BEGIN RECORDS FOR THE EXERCISE

//! Baseline profitability classifier.
//!
//! Trades are labeled profitable when their closed PnL is positive and
//! described by the day's sentiment `volume_change` and an integer code for
//! the sentiment classification. A class-balanced logistic regression is
//! fitted on a seeded 80/20 split and scored on the held-out part.

pub mod encoder;
pub mod error;
pub mod evaluation;
pub mod logistic;
pub mod split;
pub mod trainer;

pub use encoder::SentimentEncoder;
pub use error::ModelError;
pub use evaluation::{ClassScores, ClassificationReport, ConfusionMatrix};
pub use logistic::{LogisticParams, LogisticRegression};
pub use split::{test_size, train_test_split, SplitIndices};
pub use trainer::{
    ClassifierTrainer, EncodedLabel, ModelSummary, TrainedModel, TrainingOutcome,
    FEATURE_NAMES, REQUIRED_COLUMNS,
};
use thiserror::Error;

#[derive(Error, Debug, Clone, PartialEq)]
pub enum ModelError {
    #[error("insufficient data for training: {reason} ({rows} usable rows)")]
    InsufficientData { rows: usize, reason: String },

    #[error("model has not been fitted yet")]
    NotFitted,

    #[error("dimension mismatch: expected {expected}, got {got}")]
    DimensionMismatch { expected: usize, got: usize },
}

impl ModelError {
    pub(crate) fn insufficient(rows: usize, reason: impl Into<String>) -> Self {
        ModelError::InsufficientData {
            rows,
            reason: reason.into(),
        }
    }
}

END RECORDS FOR THE EXERCISE

* WHAT THE TASK ASKS
Set down exactly the line with "integer code for" and each line after it up to the end of the records, adding nothing.

* RESPONSE TO THIS TASK
//! described by the day's sentiment `volume_change` and an integer code for
//! the sentiment classification. A class-balanced logistic regression is
//! fitted on a seeded 80/20 split and scored on the held-out part.

pub mod encoder;
pub mod error;
pub mod evaluation;
pub mod logistic;
pub mod split;
pub mod trainer;

pub use encoder::SentimentEncoder;
pub use error::ModelError;
pub use evaluation::{ClassScores, ClassificationReport, ConfusionMatrix};
pub use logistic::{LogisticParams, LogisticRegression};
pub use split::{test_size, train_test_split, SplitIndices};
pub use trainer::{
    ClassifierTrainer, EncodedLabel, ModelSummary, TrainedModel, TrainingOutcome,
    FEATURE_NAMES, REQUIRED_COLUMNS,
};
use thiserror::Error;

#[derive(Error, Debug, Clone, PartialEq)]
pub enum ModelError {
    #[error("insufficient data for training: {reason} ({rows} usable rows)")]
    InsufficientData { rows: usize, reason: String },

    #[error("model has not been fitted yet")]
    NotFitted,

    #[error("dimension mismatch: expected {expected}, got {got}")]
    DimensionMismatch { expected: usize, got: usize },
}

impl ModelError {
    pub(crate) fn insufficient(rows: usize, reason: impl Into<String>) -> Self {
        ModelError::InsufficientData {
            rows,
            reason: reason.into(),
        }
    }
}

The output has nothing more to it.